Консервативное: Эмприческое назначение АБ (цефалоспорин 3 поколения + аминогликозид) , затем с учетом антибиотикограммы , в острый период внутривенно. Постуральный дренаж ( пациента расположить так , чтобы гнойник был выше дренирующего бронха), вибромассаж. Если слишком густая мокрота блокирует бронх санация очага через транскутанный катетер в трахею.(вводят по Сельдингеру). Инфузионная терапия ,витамины.

Оперативное лечение абсцессов заключается в санации полости абсцесса. Возможно проведение чрескожной пункции. Производится Rg - исследование лёгких с наложением метки на область предполагаемой пункции. Затем таким же способом, как и при торакцентезе производится пункция, в полость абсцесса заводится дренажная трубка. Далее назначается комплексная антибактериальная терапия. Ещё одним вариантом оперативного лечения является бронхоскопическая санация абсцесса (проводится при достаточно близком расположении абсцесса к главному бронху).

По лекции! Лечений 1)постуральный дренаж 2) ликвидация эндобронхита 3) Удаление гноя из полости абсцесса А) эндобронх. Способы : постуральный дренаж, бронхоскопия, через микротрахеостому по Кюну вводим бронхолитики, муколитики, АБ, ферменты.

Б) если эндобронхиально не удается , то трансторакально 1) трансторакальная пункция ,2) абсцессоскопия

  1. Понятие диабетической ангиопатии. Диабетическая стопа, классификация, клиника, диагностика, консервативное и оперативное лечение.

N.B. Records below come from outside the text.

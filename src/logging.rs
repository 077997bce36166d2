//! Tracing subscriber setup for the CLI.
//!
//! Library code only emits `tracing` events; installing a subscriber is left
//! to the binary (or to tests that want output).

use crate::error::{EngineError, Result};
use std::fs::OpenOptions;
use std::path::PathBuf;
use tracing_subscriber::EnvFilter;

/// Where log output goes.
#[derive(Debug, Clone, PartialEq, Eq)]
pub enum LogTarget {
    Off,
    Stdout,
    Stderr,
    File(PathBuf),
}

impl LogTarget {
    /// Parse the `--log` option: 0/off, 1/stdout, 2/stderr, or a filename.
    pub fn parse(value: &str) -> Self {
        match value {
            "0" | "off" => LogTarget::Off,
            "1" | "stdout" => LogTarget::Stdout,
            "2" | "stderr" => LogTarget::Stderr,
            filename => LogTarget::File(PathBuf::from(filename)),
        }
    }
}

/// Build the event filter: `RUST_LOG` wins, then the configured directive.
pub fn build_filter(level: &str) -> EnvFilter {
    EnvFilter::try_from_default_env()
        .or_else(|_| EnvFilter::try_new(level))
        .unwrap_or_else(|_| EnvFilter::new("info"))
}

/// Install the global subscriber.
pub fn init(target: &LogTarget, level: &str) -> Result<()> {
    let builder = tracing_subscriber::fmt().with_env_filter(build_filter(level));

    let installed = match target {
        LogTarget::Off => return Ok(()),
        LogTarget::Stdout => builder.with_writer(std::io::stdout).try_init(),
        LogTarget::Stderr => builder.with_writer(std::io::stderr).try_init(),
        LogTarget::File(path) => {
            let file = OpenOptions::new()
                .create(true)
                .append(true)
                .open(path)
                .map_err(|e| EngineError::Config(format!("{}: {}", path.display(), e)))?;
            builder.with_writer(file).with_ansi(false).try_init()
        }
    };

    installed.map_err(|e| EngineError::Config(format!("failed to install logger: {}", e)))
}

#[cfg(test)]
mod tests {
    use super::*;

    #[test]
    fn test_parse_log_target() {
        assert_eq!(LogTarget::parse("0"), LogTarget::Off);
        assert_eq!(LogTarget::parse("off"), LogTarget::Off);
        assert_eq!(LogTarget::parse("1"), LogTarget::Stdout);
        assert_eq!(LogTarget::parse("stderr"), LogTarget::Stderr);
        assert_eq!(
            LogTarget::parse("engine.log"),
            LogTarget::File(PathBuf::from("engine.log"))
        );
    }
}
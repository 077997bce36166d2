//! Workbasket engine CLI
//!
//! A thin shell over the engine facade: every subcommand maps to one manager
//! call and prints its result as JSON.

use anyhow::{Context, Result, bail};
use clap::Parser;
use serde::Serialize;
use std::path::PathBuf;
use workbasket_engine::cli::{Cli, Command, WorkbasketArgs};
use workbasket_engine::config::Config;
use workbasket_engine::engine::Engine;
use workbasket_engine::logging::{self, LogTarget};
use workbasket_engine::types::{Workbasket, WorkbasketAccessItem};

fn print_json<T: Serialize>(value: &T) -> Result<()> {
    println!("{}", serde_json::to_string_pretty(value)?);
    Ok(())
}

fn workbasket_from_args(args: WorkbasketArgs) -> Workbasket {
    Workbasket {
        id: args.id.unwrap_or_default(),
        name: args.name,
        description: args.description,
        owner: args.owner,
        distribution_targets: args.targets,
        ..Workbasket::default()
    }
}

fn main() -> Result<()> {
    let cli = Cli::parse();

    let mut config = match &cli.config {
        Some(path) => {
            let mut config = Config::load(path)?;
            config.apply_env_overrides();
            config
        }
        None => Config::load_or_default(),
    };
    if let Some(database) = &cli.database {
        config.database.path = PathBuf::from(database);
    }
    if let Some(mode) = cli.mode {
        config.engine.connection_mode = mode;
    }
    if let Some(principal) = &cli.principal {
        config.engine.principal = Some(principal.clone());
    }

    let level = if cli.verbose {
        "debug".to_string()
    } else {
        config.logging.level.clone()
    };
    logging::init(&LogTarget::parse(&cli.log), &level)?;

    let engine = Engine::open(&config).with_context(|| {
        format!("failed to open database {}", config.database.path.display())
    })?;
    tracing::debug!(
        mode = %engine.connection_mode(),
        principal = ?engine.current_principal(),
        "Engine ready"
    );

    match cli.command {
        Command::Create(args) => {
            let created = engine
                .workbasket_manager()
                .create(workbasket_from_args(args))?;
            print_json(&created)?;
        }
        Command::Get { id } => {
            print_json(&engine.workbasket_manager().get(&id)?)?;
        }
        Command::List => {
            print_json(&engine.workbasket_manager().list()?)?;
        }
        Command::Update(args) => {
            if args.id.is_none() {
                bail!("--id is required for update");
            }
            let updated = engine
                .workbasket_manager()
                .update(workbasket_from_args(args))?;
            print_json(&updated)?;
        }
        Command::Targets { id } => {
            print_json(&engine.workbasket_manager().get_distribution_targets(&id)?)?;
        }
        Command::Grant(args) => {
            let item = args
                .permissions
                .apply(WorkbasketAccessItem::new(args.workbasket, args.grantee));
            print_json(&engine.access_control_manager().create(item)?)?;
        }
        Command::AccessGet { id } => {
            print_json(&engine.access_control_manager().get(&id)?)?;
        }
        Command::AccessUpdate(args) => {
            let item = WorkbasketAccessItem {
                id: args.id,
                principal: args.principal_id,
                ..WorkbasketAccessItem::default()
            };
            let item = args.permissions.apply(item);
            print_json(&engine.access_control_manager().update(item)?)?;
        }
    }

    engine.close_connection();
    Ok(())
}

Диабетическая ангиопатия развивается у лиц страдающих сахарным диабетом и характеризуется поражением как мелких (микроангиопатия), так и крупных (макроангиопатия). При микроангиопатии наиболее значимым изменениям подвергаются сосуды микроциркулятоного русла- артериолы,капиляры, венулы. Наблюдается пролиферация эндотелия, утолщение базальных мембран, отложение мукополисахаридов в стенках, что в конечном итоге приводит к сужению и облитерации просвета. В результате этих изменений ухудшается микроциркуляция и наступает гипоксия тканей. Проявлениями микроангиопатии наиболее часто являются диабетическая ретинопатия и нефропатия.

При макроангиопатии в стенках магистральных артерий обнаруживаются изменения, характерные для атеросклероза. Типич­ным для диабета является артериосклероз Менкеберга — кальциноз средней оболочки артерии. При диабете высока частота мультисегментарных поражений артериаль­ного русла. Отличительной особенностью является поражение артерий среднего и малого калибра (подколенной, берцовых, артерий стопы).